Sleep paralysis can be a really interesting subject. For one, what you dream about often depends on what you're scared of(in my case, it was being stuck in a fire and eventually having to breathe in the fire). A few cultural ones have already been mentioned in this thread: alien abduction, terrorist attacks, plane crashes, old hag, demons of varying nature. I remember a Japanese friend telling me that in Japan, it is often described as an old woman with a lantern and a knife standing by your bed while you cannot move and that it is called 'kanashibari', which I can only translate as 'tied up in metal'. In the Philippines there is a phenomenon known as 'bangungut', which is a demon sitting on your chest and pushing the air out of your lungs. And I'm sure at least some of you have heard of a succubus(or the male variant, incubus), which in some historic descriptions were also known to sit on people's chests as they slept. Even the word "nightmare" finds its roots in such a demonic creature.
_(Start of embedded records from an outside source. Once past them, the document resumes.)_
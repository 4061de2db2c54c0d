//! Persistent bookkeeping kept in [`Storage`].
//!
//! All trackers are small JSON documents. A missing or unparsable file loads
//! as empty (with a warning) so a fresh deployment starts cleanly.

use std::collections::{BTreeMap, BTreeSet, HashMap};

use serde::de::{self, DeserializeOwned, Deserializer};
use serde::{Deserialize, Serialize};
use thiserror::Error;
use tracing::{debug, warn};

use crate::storage::{Storage, StorageError};

pub const REPORT_TRACKER_PATH: &str = "slack_project_reports/report_tracker.json";
pub const CHANNEL_TRACKER_PATH: &str = "slack_channel_tracker.json";
pub const CLICKUP_MAP_PATH: &str = "config/tracker_to_clickup_map.json";
pub const CLICKUP_PROJECTS_PATH: &str = "clickup_data/clickup_projects.json";
pub const PROCESSED_EMAILS_PATH: &str = "config/processed_emails.json";
pub const PROCESSED_DRIVE_PATH: &str = "config/processed_gd_files.json";
pub const PROCESSED_MEETINGS_PATH: &str = "config/processed_meetings.json";

#[derive(Debug, Error)]
pub enum TrackerError {
    #[error("channel {0} not found in tracker")]
    UnknownChannel(String),
    #[error(transparent)]
    Storage(#[from] StorageError),
}

/// Load `path` or fall back to `T::default()` when it is absent or broken.
async fn load_or_default<T: DeserializeOwned + Default>(storage: &Storage, path: &str) -> T {
    match storage.load_json::<T>(path).await {
        Ok(v) => v,
        Err(StorageError::NotFound(_)) => {
            debug!(path, "tracker not found, starting empty");
            T::default()
        }
        Err(e) => {
            warn!(path, error = %e, "could not load tracker, starting empty");
            T::default()
        }
    }
}

/// Slack timestamps are decimal strings (`"1712345678.000200"`). Older
/// files sometimes hold them as bare numbers; accept both.
fn ts_string<'de, D: Deserializer<'de>>(d: D) -> Result<String, D::Error> {
    #[derive(Deserialize)]
    #[serde(untagged)]
    enum Ts {
        Str(String),
        Num(f64),
    }
    match Ts::deserialize(d) {
        Ok(Ts::Str(s)) => Ok(s),
        Ok(Ts::Num(n)) => Ok(n.to_string()),
        Err(_) => Err(de::Error::custom("last_ts must be a string or number")),
    }
}

/// Parse a Slack timestamp; anything unparsable counts as `0`.
pub fn parse_ts(ts: &str) -> f64 {
    ts.trim().parse::<f64>().unwrap_or(0.0)
}

// ── Report tracker ──────────────────────────────────────────────────────────

#[derive(Debug, Clone, PartialEq, Serialize, Deserialize)]
pub struct ReportEntry {
    pub report_path: String,
    #[serde(deserialize_with = "ts_string")]
    pub last_ts: String,
}

/// Project (Slack channel name) → running report. The keys of this map are
/// the project names the assistant classifies queries against.
#[derive(Debug, Clone, Default, PartialEq, Serialize, Deserialize)]
#[serde(transparent)]
pub struct ReportTracker {
    pub projects: BTreeMap<String, ReportEntry>,
}

impl ReportTracker {
    pub async fn load(storage: &Storage) -> Self {
        load_or_default(storage, REPORT_TRACKER_PATH).await
    }

    pub async fn save(&self, storage: &Storage) -> Result<(), StorageError> {
        storage.save_json(REPORT_TRACKER_PATH, self).await
    }

    pub fn project_names(&self) -> Vec<String> {
        self.projects.keys().cloned().collect()
    }

    pub fn get(&self, project: &str) -> Option<&ReportEntry> {
        self.projects.get(project)
    }

    pub fn set(&mut self, project: &str, entry: ReportEntry) {
        self.projects.insert(project.to_string(), entry);
    }
}

// ── Channel tracker ─────────────────────────────────────────────────────────

#[derive(Debug, Clone, PartialEq, Serialize, Deserialize)]
pub struct ChannelEntry {
    pub name: String,
    pub project: String,
    #[serde(deserialize_with = "ts_string")]
    pub last_ts: String,
}

/// Slack channel id → sync state.
#[derive(Debug, Clone, Default, PartialEq, Serialize, Deserialize)]
#[serde(transparent)]
pub struct ChannelTracker {
    pub channels: BTreeMap<String, ChannelEntry>,
}

impl ChannelTracker {
    pub async fn load(storage: &Storage) -> Self {
        load_or_default(storage, CHANNEL_TRACKER_PATH).await
    }

    pub async fn save(&self, storage: &Storage) -> Result<(), StorageError> {
        storage.save_json(CHANNEL_TRACKER_PATH, self).await
    }

    /// Add a channel starting from `last_ts = "0"`. Returns `false` if the
    /// channel was already registered (the existing entry is kept).
    pub fn register(&mut self, channel_id: &str, name: &str, project: &str) -> bool {
        if self.channels.contains_key(channel_id) {
            return false;
        }
        self.channels.insert(
            channel_id.to_string(),
            ChannelEntry {
                name: name.to_string(),
                project: project.to_string(),
                last_ts: "0".to_string(),
            },
        );
        true
    }

    /// Last synced ts, `"0"` for unknown channels.
    pub fn last_ts(&self, channel_id: &str) -> &str {
        self.channels
            .get(channel_id)
            .map(|c| c.last_ts.as_str())
            .unwrap_or("0")
    }

    pub fn update_last_ts(&mut self, channel_id: &str, ts: &str) -> Result<(), TrackerError> {
        let entry = self
            .channels
            .get_mut(channel_id)
            .ok_or_else(|| TrackerError::UnknownChannel(channel_id.to_string()))?;
        entry.last_ts = ts.to_string();
        Ok(())
    }
}

// ── Processed ids ───────────────────────────────────────────────────────────

/// Ids already ingested from one source, persisted as a JSON array.
#[derive(Debug, Clone)]
pub struct ProcessedIds {
    path: &'static str,
    ids: BTreeSet<String>,
}

impl ProcessedIds {
    pub async fn load(storage: &Storage, path: &'static str) -> Self {
        Self {
            path,
            ids: load_or_default(storage, path).await,
        }
    }

    pub fn contains(&self, id: &str) -> bool {
        self.ids.contains(id)
    }

    pub fn len(&self) -> usize {
        self.ids.len()
    }

    pub fn is_empty(&self) -> bool {
        self.ids.is_empty()
    }

    /// Record `id` and persist immediately so a crash mid-run does not
    /// re-ingest finished items.
    pub async fn mark(&mut self, storage: &Storage, id: &str) -> Result<(), StorageError> {
        if self.ids.insert(id.to_string()) {
            storage.save_json(self.path, &self.ids).await?;
        }
        Ok(())
    }
}

// ── ClickUp data ────────────────────────────────────────────────────────────

/// Report-tracker project key → ClickUp project key.
pub async fn load_clickup_map(storage: &Storage) -> HashMap<String, String> {
    load_or_default(storage, CLICKUP_MAP_PATH).await
}

#[derive(Debug, Clone, PartialEq, Eq, Serialize, Deserialize)]
pub struct ClickupTask {
    pub name: String,
    pub status: String,
    pub id: String,
}

/// ClickUp project name → tasks shared with the user under it.
pub type ClickupProjects = BTreeMap<String, Vec<ClickupTask>>;

pub async fn load_clickup_projects(storage: &Storage) -> ClickupProjects {
    load_or_default(storage, CLICKUP_PROJECTS_PATH).await
}

pub async fn save_clickup_projects(
    storage: &Storage,
    projects: &ClickupProjects,
) -> Result<(), StorageError> {
    storage.save_json(CLICKUP_PROJECTS_PATH, projects).await
}

#[cfg(test)]
mod tests {
    use super::*;
    use crate::storage::LocalStorage;
    use tempfile::TempDir;

    fn storage(dir: &TempDir) -> Storage {
        Storage::Local(LocalStorage::new(dir.path().to_path_buf()))
    }

    #[tokio::test]
    async fn missing_tracker_loads_empty() {
        let dir = TempDir::new().unwrap();
        let t = ReportTracker::load(&storage(&dir)).await;
        assert!(t.projects.is_empty());
    }

    #[tokio::test]
    async fn corrupt_tracker_loads_empty() {
        let dir = TempDir::new().unwrap();
        let s = storage(&dir);
        s.save_text(CHANNEL_TRACKER_PATH, "[[[").await.unwrap();
        assert!(ChannelTracker::load(&s).await.channels.is_empty());
    }

    #[tokio::test]
    async fn report_tracker_accepts_numeric_ts() {
        let dir = TempDir::new().unwrap();
        let s = storage(&dir);
        s.save_text(
            REPORT_TRACKER_PATH,
            r#"{"apollo": {"report_path": "slack_project_reports/apollo.txt", "last_ts": 1712345678.5}}"#,
        )
        .await
        .unwrap();
        let t = ReportTracker::load(&s).await;
        let entry = t.get("apollo").unwrap();
        assert_eq!(parse_ts(&entry.last_ts), 1712345678.5);
        assert_eq!(t.project_names(), vec!["apollo"]);
    }

    #[tokio::test]
    async fn channel_register_and_update() {
        let dir = TempDir::new().unwrap();
        let s = storage(&dir);
        let mut t = ChannelTracker::default();
        assert!(t.register("C01", "apollo-dev", "apollo"));
        assert!(!t.register("C01", "other", "other"));
        assert_eq!(t.last_ts("C01"), "0");
        assert_eq!(t.last_ts("C99"), "0");
        t.update_last_ts("C01", "1712.0002").unwrap();
        t.save(&s).await.unwrap();

        let back = ChannelTracker::load(&s).await;
        assert_eq!(back.last_ts("C01"), "1712.0002");
        assert_eq!(back.channels["C01"].name, "apollo-dev");
    }

    #[test]
    fn update_unknown_channel_errors() {
        let mut t = ChannelTracker::default();
        assert!(matches!(
            t.update_last_ts("C404", "1.0"),
            Err(TrackerError::UnknownChannel(_))
        ));
    }

    #[tokio::test]
    async fn processed_ids_persist() {
        let dir = TempDir::new().unwrap();
        let s = storage(&dir);
        let mut ids = ProcessedIds::load(&s, PROCESSED_EMAILS_PATH).await;
        assert!(ids.is_empty());
        ids.mark(&s, "m1").await.unwrap();
        ids.mark(&s, "m1").await.unwrap();
        let back = ProcessedIds::load(&s, PROCESSED_EMAILS_PATH).await;
        assert!(back.contains("m1"));
        assert_eq!(back.len(), 1);
    }

    #[test]
    fn parse_ts_tolerates_garbage() {
        assert_eq!(parse_ts("1712345678.000200"), 1712345678.0002);
        assert_eq!(parse_ts("bogus"), 0.0);
    }
}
If you then consider that, for example, alien abduction reports didn't start until humanoid grey alien media were created and it depends on where you come from what kind of form the "ominous person strangling or crushing you" takes, you can clearly see that it's all between your ears and that you are basically creating your own experience by drawing from your subconscious fears and/or traumatic experiences.
It's also quite intriguing to note that a lot of other symptoms and triggers are similar in people who experience sleep paralysis. The feeling of the body being out of proportion, abdominal pressure unrelated to chest pressure, incoherent colour observance, stressful times before an episode, watching a scary film, having to endure long periods of high adrenaline levels, a consistent lack of sleep resulting in a physical shutdown, etc.
Sometimes it is kind of funny to see what our brains get up to when you can isolate one area of them and have the rest at idle.